• [Problem statement]
In the entries that follow, the lines from the one with "lookup by ISBN." through the one with "use std::sync::Arc;" are the ones to write out, exactly and with both ends included. Nothing else should appear.

• [Records shown]
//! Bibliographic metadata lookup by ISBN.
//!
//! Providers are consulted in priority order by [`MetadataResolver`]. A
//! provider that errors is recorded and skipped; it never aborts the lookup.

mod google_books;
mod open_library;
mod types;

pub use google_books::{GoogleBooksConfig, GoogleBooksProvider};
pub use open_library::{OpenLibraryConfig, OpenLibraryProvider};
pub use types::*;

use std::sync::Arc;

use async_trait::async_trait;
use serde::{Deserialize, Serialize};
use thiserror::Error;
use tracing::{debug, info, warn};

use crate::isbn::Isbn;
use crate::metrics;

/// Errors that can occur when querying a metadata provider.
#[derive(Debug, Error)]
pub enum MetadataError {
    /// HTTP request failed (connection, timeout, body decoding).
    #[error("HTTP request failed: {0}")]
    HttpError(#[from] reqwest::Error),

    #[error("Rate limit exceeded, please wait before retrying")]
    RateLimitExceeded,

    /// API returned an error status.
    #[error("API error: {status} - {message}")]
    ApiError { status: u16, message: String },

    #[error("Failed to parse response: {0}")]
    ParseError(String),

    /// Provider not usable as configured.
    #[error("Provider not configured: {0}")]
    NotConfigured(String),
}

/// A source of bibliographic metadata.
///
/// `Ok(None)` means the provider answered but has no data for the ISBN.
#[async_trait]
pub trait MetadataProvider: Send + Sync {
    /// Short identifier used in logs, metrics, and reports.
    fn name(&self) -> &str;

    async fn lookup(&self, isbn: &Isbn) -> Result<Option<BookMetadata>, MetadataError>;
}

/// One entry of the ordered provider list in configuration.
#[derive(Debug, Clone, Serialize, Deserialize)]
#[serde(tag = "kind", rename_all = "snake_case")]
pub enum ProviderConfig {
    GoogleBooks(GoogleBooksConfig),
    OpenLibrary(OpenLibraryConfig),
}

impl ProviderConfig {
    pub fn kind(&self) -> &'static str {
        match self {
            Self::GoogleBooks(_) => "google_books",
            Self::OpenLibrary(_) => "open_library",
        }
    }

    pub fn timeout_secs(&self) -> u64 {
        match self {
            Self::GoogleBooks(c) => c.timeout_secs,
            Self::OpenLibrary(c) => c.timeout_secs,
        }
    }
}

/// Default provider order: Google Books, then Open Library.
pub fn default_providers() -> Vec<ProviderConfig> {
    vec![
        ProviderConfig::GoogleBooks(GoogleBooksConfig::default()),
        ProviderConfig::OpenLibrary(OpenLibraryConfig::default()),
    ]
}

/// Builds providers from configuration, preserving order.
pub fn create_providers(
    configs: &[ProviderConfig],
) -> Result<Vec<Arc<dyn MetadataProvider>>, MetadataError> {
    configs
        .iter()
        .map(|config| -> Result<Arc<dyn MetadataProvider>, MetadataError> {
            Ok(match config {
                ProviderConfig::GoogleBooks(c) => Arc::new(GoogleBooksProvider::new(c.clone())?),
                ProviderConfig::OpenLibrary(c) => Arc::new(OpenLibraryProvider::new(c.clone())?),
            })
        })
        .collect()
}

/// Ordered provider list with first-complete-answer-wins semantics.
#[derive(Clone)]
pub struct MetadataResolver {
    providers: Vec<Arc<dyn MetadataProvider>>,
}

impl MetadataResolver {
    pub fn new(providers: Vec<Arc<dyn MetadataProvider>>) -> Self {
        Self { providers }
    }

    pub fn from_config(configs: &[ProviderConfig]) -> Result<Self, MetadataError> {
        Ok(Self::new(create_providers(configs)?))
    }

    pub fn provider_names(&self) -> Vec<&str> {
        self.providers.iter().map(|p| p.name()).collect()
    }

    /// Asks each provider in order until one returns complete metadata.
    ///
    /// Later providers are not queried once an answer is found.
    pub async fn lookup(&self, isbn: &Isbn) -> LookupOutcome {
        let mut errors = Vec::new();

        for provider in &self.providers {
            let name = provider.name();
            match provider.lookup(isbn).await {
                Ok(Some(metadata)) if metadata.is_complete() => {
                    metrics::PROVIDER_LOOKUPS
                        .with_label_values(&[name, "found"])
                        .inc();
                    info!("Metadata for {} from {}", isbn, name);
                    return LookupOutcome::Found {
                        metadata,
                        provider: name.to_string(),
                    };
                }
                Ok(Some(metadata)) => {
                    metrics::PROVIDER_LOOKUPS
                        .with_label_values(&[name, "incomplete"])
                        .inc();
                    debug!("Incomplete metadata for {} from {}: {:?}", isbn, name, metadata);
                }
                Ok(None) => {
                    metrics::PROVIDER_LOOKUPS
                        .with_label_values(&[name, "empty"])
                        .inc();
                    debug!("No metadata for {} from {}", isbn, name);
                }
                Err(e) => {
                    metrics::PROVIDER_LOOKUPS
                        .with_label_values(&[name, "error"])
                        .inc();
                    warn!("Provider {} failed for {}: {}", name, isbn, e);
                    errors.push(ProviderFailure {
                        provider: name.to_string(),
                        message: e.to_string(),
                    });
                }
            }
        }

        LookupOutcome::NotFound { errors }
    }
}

==

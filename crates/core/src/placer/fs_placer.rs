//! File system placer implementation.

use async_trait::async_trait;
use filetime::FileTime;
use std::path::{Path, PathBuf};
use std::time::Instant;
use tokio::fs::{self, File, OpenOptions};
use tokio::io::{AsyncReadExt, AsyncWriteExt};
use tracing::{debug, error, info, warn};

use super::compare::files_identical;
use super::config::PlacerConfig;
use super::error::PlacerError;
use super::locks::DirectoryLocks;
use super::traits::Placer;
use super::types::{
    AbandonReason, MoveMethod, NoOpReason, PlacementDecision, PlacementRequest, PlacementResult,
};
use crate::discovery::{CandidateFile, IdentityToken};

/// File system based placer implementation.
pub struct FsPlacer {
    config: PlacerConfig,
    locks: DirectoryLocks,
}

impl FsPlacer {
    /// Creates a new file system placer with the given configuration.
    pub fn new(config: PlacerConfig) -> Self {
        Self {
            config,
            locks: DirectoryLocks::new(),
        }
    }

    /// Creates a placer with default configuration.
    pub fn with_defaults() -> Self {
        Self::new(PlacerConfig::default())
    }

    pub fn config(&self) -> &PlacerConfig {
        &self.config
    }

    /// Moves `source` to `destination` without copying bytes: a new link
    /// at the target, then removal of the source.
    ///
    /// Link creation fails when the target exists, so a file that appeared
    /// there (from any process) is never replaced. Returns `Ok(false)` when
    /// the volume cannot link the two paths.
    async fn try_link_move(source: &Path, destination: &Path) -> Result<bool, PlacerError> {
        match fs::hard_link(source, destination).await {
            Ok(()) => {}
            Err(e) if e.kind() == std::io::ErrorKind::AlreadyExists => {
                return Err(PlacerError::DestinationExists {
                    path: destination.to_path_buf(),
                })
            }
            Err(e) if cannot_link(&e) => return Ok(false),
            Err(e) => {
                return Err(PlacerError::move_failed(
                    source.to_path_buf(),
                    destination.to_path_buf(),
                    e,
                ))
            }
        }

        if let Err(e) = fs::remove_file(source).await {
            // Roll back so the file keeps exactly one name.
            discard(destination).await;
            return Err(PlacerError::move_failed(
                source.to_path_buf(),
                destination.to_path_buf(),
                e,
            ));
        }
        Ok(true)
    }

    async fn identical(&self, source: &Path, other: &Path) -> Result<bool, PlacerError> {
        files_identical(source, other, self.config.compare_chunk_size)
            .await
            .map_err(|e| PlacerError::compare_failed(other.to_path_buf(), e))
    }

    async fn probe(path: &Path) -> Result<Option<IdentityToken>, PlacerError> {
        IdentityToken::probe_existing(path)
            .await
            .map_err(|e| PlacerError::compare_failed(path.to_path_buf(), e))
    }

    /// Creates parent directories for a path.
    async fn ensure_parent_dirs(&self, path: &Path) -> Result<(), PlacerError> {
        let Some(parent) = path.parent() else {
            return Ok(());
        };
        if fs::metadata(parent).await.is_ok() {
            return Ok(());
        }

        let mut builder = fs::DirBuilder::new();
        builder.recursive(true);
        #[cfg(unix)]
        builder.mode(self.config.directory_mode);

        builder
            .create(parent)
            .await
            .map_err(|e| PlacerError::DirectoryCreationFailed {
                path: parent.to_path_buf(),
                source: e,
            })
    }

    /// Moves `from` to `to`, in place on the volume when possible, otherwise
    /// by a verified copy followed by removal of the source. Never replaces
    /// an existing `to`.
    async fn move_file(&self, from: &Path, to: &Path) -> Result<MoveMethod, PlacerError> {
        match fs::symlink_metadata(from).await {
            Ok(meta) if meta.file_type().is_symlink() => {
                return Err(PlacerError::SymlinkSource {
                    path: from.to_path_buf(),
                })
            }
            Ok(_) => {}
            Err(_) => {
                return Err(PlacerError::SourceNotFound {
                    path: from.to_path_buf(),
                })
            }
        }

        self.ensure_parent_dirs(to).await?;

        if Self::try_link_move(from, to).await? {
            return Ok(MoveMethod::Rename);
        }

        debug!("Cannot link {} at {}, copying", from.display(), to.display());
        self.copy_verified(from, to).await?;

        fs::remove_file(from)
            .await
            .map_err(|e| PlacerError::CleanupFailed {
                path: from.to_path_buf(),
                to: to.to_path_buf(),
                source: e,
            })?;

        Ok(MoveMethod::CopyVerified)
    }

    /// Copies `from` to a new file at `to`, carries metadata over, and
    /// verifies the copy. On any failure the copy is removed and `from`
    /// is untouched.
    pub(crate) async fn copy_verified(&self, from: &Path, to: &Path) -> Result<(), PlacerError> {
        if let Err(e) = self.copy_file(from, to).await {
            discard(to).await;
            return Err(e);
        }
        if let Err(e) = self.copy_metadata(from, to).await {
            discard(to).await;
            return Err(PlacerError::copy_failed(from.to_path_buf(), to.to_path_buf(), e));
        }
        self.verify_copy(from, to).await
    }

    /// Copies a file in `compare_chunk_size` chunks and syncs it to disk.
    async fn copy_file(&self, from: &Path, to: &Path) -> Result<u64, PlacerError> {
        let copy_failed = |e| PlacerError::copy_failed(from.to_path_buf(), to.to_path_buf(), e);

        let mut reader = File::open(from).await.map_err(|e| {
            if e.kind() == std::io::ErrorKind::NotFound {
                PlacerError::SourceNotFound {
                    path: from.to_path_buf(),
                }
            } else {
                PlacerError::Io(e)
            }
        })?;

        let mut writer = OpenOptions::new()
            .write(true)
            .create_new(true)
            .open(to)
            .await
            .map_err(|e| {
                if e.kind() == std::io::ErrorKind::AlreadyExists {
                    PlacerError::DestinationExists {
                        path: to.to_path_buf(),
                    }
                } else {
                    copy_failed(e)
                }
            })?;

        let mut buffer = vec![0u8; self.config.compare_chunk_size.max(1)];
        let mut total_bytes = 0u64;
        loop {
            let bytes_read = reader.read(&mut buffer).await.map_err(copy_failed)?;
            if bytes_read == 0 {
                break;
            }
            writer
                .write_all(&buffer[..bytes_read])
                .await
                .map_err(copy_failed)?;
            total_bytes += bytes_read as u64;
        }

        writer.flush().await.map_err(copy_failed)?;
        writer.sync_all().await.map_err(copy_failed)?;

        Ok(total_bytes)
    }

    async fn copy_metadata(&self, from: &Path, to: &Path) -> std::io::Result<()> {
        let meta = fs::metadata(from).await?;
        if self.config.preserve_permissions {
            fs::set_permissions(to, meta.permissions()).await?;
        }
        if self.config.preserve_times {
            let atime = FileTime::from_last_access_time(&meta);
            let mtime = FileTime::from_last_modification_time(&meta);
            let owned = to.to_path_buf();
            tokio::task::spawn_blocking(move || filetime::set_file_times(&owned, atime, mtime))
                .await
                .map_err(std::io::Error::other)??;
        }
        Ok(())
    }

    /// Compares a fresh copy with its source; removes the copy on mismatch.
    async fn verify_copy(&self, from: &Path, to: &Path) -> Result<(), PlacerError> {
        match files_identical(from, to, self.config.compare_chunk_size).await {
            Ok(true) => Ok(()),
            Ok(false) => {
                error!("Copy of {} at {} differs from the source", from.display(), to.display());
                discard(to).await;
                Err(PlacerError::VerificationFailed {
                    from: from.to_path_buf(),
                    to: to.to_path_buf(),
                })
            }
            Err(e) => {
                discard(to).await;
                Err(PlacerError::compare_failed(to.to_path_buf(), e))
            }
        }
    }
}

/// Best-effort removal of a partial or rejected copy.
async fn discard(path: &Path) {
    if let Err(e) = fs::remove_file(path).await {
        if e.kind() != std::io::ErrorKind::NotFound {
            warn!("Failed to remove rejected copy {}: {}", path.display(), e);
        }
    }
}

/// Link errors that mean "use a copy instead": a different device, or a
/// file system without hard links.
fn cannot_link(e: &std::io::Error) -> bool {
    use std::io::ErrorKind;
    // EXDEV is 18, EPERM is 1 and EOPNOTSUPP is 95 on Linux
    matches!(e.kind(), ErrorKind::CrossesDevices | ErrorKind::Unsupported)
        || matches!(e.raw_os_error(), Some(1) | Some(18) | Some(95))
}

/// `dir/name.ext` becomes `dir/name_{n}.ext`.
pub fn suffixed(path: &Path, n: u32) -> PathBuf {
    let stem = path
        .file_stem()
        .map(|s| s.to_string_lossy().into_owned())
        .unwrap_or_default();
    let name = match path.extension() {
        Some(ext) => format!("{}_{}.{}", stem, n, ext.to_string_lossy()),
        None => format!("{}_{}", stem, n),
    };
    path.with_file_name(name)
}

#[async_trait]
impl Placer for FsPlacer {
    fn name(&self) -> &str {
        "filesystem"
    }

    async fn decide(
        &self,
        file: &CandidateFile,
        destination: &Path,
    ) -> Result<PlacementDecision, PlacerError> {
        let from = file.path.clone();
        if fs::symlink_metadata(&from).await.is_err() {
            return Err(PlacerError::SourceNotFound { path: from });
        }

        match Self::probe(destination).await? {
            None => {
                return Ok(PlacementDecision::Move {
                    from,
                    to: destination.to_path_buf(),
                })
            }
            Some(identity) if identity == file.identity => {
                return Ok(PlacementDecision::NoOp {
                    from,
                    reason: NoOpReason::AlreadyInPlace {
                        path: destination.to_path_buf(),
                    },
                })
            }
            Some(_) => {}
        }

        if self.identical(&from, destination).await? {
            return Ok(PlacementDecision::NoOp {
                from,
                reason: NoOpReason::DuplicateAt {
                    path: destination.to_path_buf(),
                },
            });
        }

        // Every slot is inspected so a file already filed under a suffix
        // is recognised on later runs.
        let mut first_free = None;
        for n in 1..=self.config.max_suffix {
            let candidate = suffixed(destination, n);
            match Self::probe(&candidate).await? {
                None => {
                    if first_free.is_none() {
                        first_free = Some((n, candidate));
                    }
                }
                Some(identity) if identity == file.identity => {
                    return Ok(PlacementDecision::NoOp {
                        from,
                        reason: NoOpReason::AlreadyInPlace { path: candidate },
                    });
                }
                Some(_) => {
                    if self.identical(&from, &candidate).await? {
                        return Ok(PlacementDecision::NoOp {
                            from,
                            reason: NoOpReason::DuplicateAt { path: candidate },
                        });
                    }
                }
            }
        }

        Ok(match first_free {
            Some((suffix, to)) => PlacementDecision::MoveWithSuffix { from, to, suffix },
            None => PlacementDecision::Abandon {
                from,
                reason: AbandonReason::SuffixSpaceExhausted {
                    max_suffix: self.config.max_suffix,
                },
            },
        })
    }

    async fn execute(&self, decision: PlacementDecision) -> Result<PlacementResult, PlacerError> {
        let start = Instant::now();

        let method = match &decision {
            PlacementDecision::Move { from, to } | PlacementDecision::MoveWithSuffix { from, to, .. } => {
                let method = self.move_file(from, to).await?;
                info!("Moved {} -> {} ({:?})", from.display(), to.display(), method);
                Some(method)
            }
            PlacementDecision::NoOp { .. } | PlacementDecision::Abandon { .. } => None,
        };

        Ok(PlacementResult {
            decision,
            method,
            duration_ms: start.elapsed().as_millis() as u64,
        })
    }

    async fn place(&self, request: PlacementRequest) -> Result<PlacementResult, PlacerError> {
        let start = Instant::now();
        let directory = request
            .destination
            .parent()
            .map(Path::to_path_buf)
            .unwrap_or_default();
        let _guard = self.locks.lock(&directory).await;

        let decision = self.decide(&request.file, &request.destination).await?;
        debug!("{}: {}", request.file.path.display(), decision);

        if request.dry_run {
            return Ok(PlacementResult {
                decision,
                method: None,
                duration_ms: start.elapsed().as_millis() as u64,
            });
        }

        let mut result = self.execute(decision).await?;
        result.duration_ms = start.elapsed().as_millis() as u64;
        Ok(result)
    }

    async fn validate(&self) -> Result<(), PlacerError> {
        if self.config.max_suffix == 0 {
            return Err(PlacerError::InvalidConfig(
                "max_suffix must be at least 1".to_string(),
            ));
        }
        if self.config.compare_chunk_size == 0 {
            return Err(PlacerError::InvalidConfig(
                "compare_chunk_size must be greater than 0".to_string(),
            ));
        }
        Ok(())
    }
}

• [Written response]
//! Bibliographic metadata lookup by ISBN.
//!
//! Providers are consulted in priority order by [`MetadataResolver`]. A
//! provider that errors is recorded and skipped; it never aborts the lookup.

mod google_books;
mod open_library;
mod types;

pub use google_books::{GoogleBooksConfig, GoogleBooksProvider};
pub use open_library::{OpenLibraryConfig, OpenLibraryProvider};
pub use types::*;

use std::sync::Arc;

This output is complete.